Страница 29 из 63
— Энгельс, почему ты стал говорить «гора»? — перебил я.
— Ну, не сама же Баба занимается этой мелочью. Ты же не принимаешь участия в… ну, вот ты пепел в окошко стряхнул — ты же не рассчитывал…
— Все, я понял. Это типа как вот железы работают или пищеварение идет, пока я совсем о другом думаю.
— Во-во. В общем, гора стала их разводить, тамошних баб. Не в смысле по понятиям, а как люди разводят скотину. Гора решает, кому от кого родить, и занимается их воспитанием, когда они еще зародышем из трех клеток плавают.
— Че, всех?! — ужаснулся я.
— Да зачем ей все. Некоторые.
— И че они потом делают, эти… некоторые?
— Собирают и приносят горе силу. Ведь как бабе можно забрать силу? Безо всякого труда, ни хрена ничего не зная?
— Ясен пень, у мужиков. Расщеперилась, и тяни.
— Вот они и тянут.

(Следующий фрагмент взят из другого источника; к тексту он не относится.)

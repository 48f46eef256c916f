//! Subscriber rows (filters + active flag) and the per-subscriber seen set.

use async_trait::async_trait;
use sqlx::Row;

use flatwatch_core::storage::{SeenStore, SubscriberStore};
use flatwatch_types::{DeliveryMode, FilterRecord, FlatwatchError, SellerFilter};

use crate::{db_err, Store};

#[async_trait]
impl SubscriberStore for Store {
    async fn upsert_subscriber(&self, chat_id: i64) -> Result<(), FlatwatchError> {
        sqlx::query(
            "INSERT INTO subscribers (telegram_id) VALUES ($1)
             ON CONFLICT (telegram_id) DO NOTHING",
        )
        .bind(chat_id)
        .execute(self.pool())
        .await
        .map_err(db_err)?;
        Ok(())
    }

    async fn get_filter(&self, chat_id: i64) -> Result<Option<FilterRecord>, FlatwatchError> {
        let row = sqlx::query("SELECT * FROM subscribers WHERE telegram_id = $1")
            .bind(chat_id)
            .fetch_optional(self.pool())
            .await
            .map_err(db_err)?;

        let Some(row) = row else {
            return Ok(None);
        };
        let city: String = row.try_get("city").map_err(db_err)?;
        if city.is_empty() {
            // Subscriber exists but setup never finished.
            return Ok(None);
        }
        Ok(Some(FilterRecord {
            city_slug: city,
            min_rooms: row.try_get::<i32, _>("min_rooms").map_err(db_err)?.max(1) as u32,
            max_rooms: row.try_get::<i32, _>("max_rooms").map_err(db_err)?.max(1) as u32,
            min_price: row.try_get("min_price").map_err(db_err)?,
            max_price: row.try_get("max_price").map_err(db_err)?,
            seller: SellerFilter::parse(&row.try_get::<String, _>("seller_type").map_err(db_err)?),
            mode: DeliveryMode::parse(
                &row.try_get::<String, _>("delivery_mode").map_err(db_err)?,
            ),
            active: row.try_get("active").map_err(db_err)?,
        }))
    }

    async fn set_filter(&self, chat_id: i64, filter: &FilterRecord) -> Result<(), FlatwatchError> {
        sqlx::query(
            "INSERT INTO subscribers
               (telegram_id, city, min_rooms, max_rooms, min_price, max_price,
                seller_type, delivery_mode, active, updated_at)
             VALUES ($1, $2, $3, $4, $5, $6, $7, $8, $9, now())
             ON CONFLICT (telegram_id) DO UPDATE SET
               city = EXCLUDED.city,
               min_rooms = EXCLUDED.min_rooms,
               max_rooms = EXCLUDED.max_rooms,
               min_price = EXCLUDED.min_price,
               max_price = EXCLUDED.max_price,
               seller_type = EXCLUDED.seller_type,
               delivery_mode = EXCLUDED.delivery_mode,
               active = EXCLUDED.active,
               updated_at = now()",
        )
        .bind(chat_id)
        .bind(&filter.city_slug)
        .bind(filter.min_rooms as i32)
        .bind(filter.max_rooms as i32)
        .bind(filter.min_price)
        .bind(filter.max_price)
        .bind(filter.seller.as_str())
        .bind(filter.mode.as_str())
        .bind(filter.active)
        .execute(self.pool())
        .await
        .map_err(db_err)?;
        Ok(())
    }

    async fn set_active(&self, chat_id: i64, active: bool) -> Result<(), FlatwatchError> {
        sqlx::query(
            "UPDATE subscribers SET active = $2, updated_at = now() WHERE telegram_id = $1",
        )
        .bind(chat_id)
        .bind(active)
        .execute(self.pool())
        .await
        .map_err(db_err)?;
        Ok(())
    }

    async fn active_subscribers(&self) -> Result<Vec<i64>, FlatwatchError> {
        let rows = sqlx::query(
            "SELECT telegram_id FROM subscribers
             WHERE active = TRUE AND city <> ''
             ORDER BY telegram_id",
        )
        .fetch_all(self.pool())
        .await
        .map_err(db_err)?;

        rows.iter()
            .map(|r| r.try_get::<i64, _>("telegram_id").map_err(db_err))
            .collect()
    }
}

#[async_trait]
impl SeenStore for Store {
    async fn is_seen(&self, chat_id: i64, listing_id: &str) -> Result<bool, FlatwatchError> {
        let row = sqlx::query(
            "SELECT 1 AS one FROM seen_listings WHERE telegram_id = $1 AND listing_id = $2",
        )
        .bind(chat_id)
        .bind(listing_id)
        .fetch_optional(self.pool())
        .await
        .map_err(db_err)?;
        Ok(row.is_some())
    }

    async fn mark_seen(&self, chat_id: i64, listing_id: &str) -> Result<(), FlatwatchError> {
        sqlx::query(
            "INSERT INTO seen_listings (telegram_id, listing_id) VALUES ($1, $2)
             ON CONFLICT (telegram_id, listing_id) DO NOTHING",
        )
        .bind(chat_id)
        .bind(listing_id)
        .execute(self.pool())
        .await
        .map_err(db_err)?;
        Ok(())
    }

    async fn clear_seen(&self, chat_id: i64) -> Result<u64, FlatwatchError> {
        let result = sqlx::query("DELETE FROM seen_listings WHERE telegram_id = $1")
            .bind(chat_id)
            .execute(self.pool())
            .await
            .map_err(db_err)?;
        Ok(result.rows_affected())
    }

    async fn seen_count(&self, chat_id: i64) -> Result<u64, FlatwatchError> {
        let row = sqlx::query("SELECT COUNT(*) AS n FROM seen_listings WHERE telegram_id = $1")
            .bind(chat_id)
            .fetch_one(self.pool())
            .await
            .map_err(db_err)?;
        Ok(row.try_get::<i64, _>("n").map_err(db_err)?.max(0) as u64)
    }
}
//! The per-subscriber filter evaluator.
//!
//! A pure predicate over `(listing, filter)`; the aggregator already
//! restricted the batch to the subscriber's city, so no city re-check
//! happens here.

use flatwatch_types::{FilterRecord, Listing, SellerFilter};

/// Decide whether a listing matches a subscriber filter.
///
/// Rules:
/// - rooms: unknown (`0`) passes; otherwise must sit in `[min, max]`;
/// - price: effective USD (see [`Listing::effective_usd`]) must sit in
///   `[min, max]` when known; `0` (negotiable) and unknown both pass;
/// - seller: `OwnerOnly` drops `Company`; `Unknown` passes.
///
/// Deterministic and order-independent for a given `(listing, filter)`.
#[must_use]
pub fn matches(listing: &Listing, filter: &FilterRecord, fx_byn_per_usd: f64) -> bool {
    if listing.rooms > 0
        && (listing.rooms < filter.min_rooms || listing.rooms > filter.max_rooms)
    {
        return false;
    }

    if let Some(usd) = listing.effective_usd(fx_byn_per_usd) {
        if usd > 0 && (usd < filter.min_price || usd > filter.max_price) {
            return false;
        }
    }

    if filter.seller == SellerFilter::OwnerOnly
        && listing.seller == flatwatch_types::SellerType::Company
    {
        return false;
    }

    true
}

/// Caps the evaluator's verbose output so one subscriber's run cannot
/// flood the log: the first 20 rejects and first 10 accepts are logged,
/// the rest only counted.
#[derive(Debug, Default)]
pub struct MatchLog {
    rejects: u32,
    accepts: u32,
}

impl MatchLog {
    const MAX_REJECT_LINES: u32 = 20;
    const MAX_ACCEPT_LINES: u32 = 10;

    /// Fresh per-run log budget.
    #[must_use]
    pub fn new() -> Self {
        Self::default()
    }

    /// Record a rejected listing.
    pub fn reject(&mut self, chat_id: i64, listing: &Listing) {
        self.rejects += 1;
        if self.rejects <= Self::MAX_REJECT_LINES {
            tracing::debug!(chat_id, id = %listing.id, price = listing.price, rooms = listing.rooms, "filter reject");
        }
    }

    /// Record an accepted listing.
    pub fn accept(&mut self, chat_id: i64, listing: &Listing) {
        self.accepts += 1;
        if self.accepts <= Self::MAX_ACCEPT_LINES {
            tracing::debug!(chat_id, id = %listing.id, price = listing.price, rooms = listing.rooms, "filter accept");
        }
    }

    /// Totals seen this run, `(accepts, rejects)`.
    #[must_use]
    pub const fn totals(&self) -> (u32, u32) {
        (self.accepts, self.rejects)
    }
}

#[cfg(test)]
mod tests {
    use super::*;
    use flatwatch_types::{DeliveryMode, SellerType};

    const FX: f64 = 2.95;

    fn filter() -> FilterRecord {
        FilterRecord {
            city_slug: "baranovichi".into(),
            min_rooms: 2,
            max_rooms: 3,
            min_price: 50_000,
            max_price: 50_000,
            seller: SellerFilter::All,
            mode: DeliveryMode::Full,
            active: true,
        }
    }

    fn listing(rooms: u32, price_usd: i64) -> Listing {
        Listing {
            id: "kufar_1".into(),
            source: "kufar".into(),
            rooms,
            price: price_usd,
            price_usd,
            currency: "USD".into(),
            ..Listing::default()
        }
    }

    #[test]
    fn price_boundary_is_inclusive() {
        assert!(matches(&listing(2, 50_000), &filter(), FX));
        assert!(!matches(&listing(2, 49_999), &filter(), FX));
        assert!(!matches(&listing(2, 50_001), &filter(), FX));
    }

    #[test]
    fn zero_price_is_negotiable_and_passes() {
        assert!(matches(&listing(2, 0), &filter(), FX));
    }

    #[test]
    fn unknown_rooms_pass() {
        assert!(matches(&listing(0, 50_000), &filter(), FX));
        assert!(!matches(&listing(4, 50_000), &filter(), FX));
    }

    #[test]
    fn owner_only_drops_companies_keeps_unknown() {
        let f = FilterRecord {
            seller: SellerFilter::OwnerOnly,
            ..filter()
        };
        let mut l = listing(2, 50_000);
        l.seller = SellerType::Company;
        assert!(!matches(&l, &f, FX));
        l.seller = SellerType::Unknown;
        assert!(matches(&l, &f, FX));
        l.seller = SellerType::Owner;
        assert!(matches(&l, &f, FX));
    }

    #[test]
    fn byn_price_converts_before_comparison() {
        let mut l = listing(2, 0);
        l.price_usd = 0;
        l.currency = "BYN".into();
        l.price = 147_500;
        l.price_byn = 147_500; // 50 000 USD at 2.95
        assert!(matches(&l, &filter(), FX));
        l.price_byn = 200_000; // ~67 796 USD
        assert!(!matches(&l, &filter(), FX));
    }
}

И даже не только когда мужика на себя затащат, а и просто так некоторые могут. Скажем, ссыт в ее сторону человек за лесом, а она учует, и — р-р-раз! За конец тебя! — нехорошо засмеялся Энгельс.
— И че — «р-раз»? Че при этом происходит?
— Начинает тянуть с тебя, че ж еще. А дальше от тебя зависит. Может, отцепишься, может, и нет.
— И че, если не отцепишься?
— Подтянет. Или сама поближе подтянется. Причем ни мужик, ни сама такая баба и близко знать ниче не будут. Поженятся, к примеру. Им покажется, что само все как-то. Люди говорят в таких случаях, мол, «судьба», «на роду написано» и так далее. Хотя все может быть очень просто и совсем незаметно. Например, ты вдруг начнешь покупать сигареты только в одном ларьке, где сидит такая вот.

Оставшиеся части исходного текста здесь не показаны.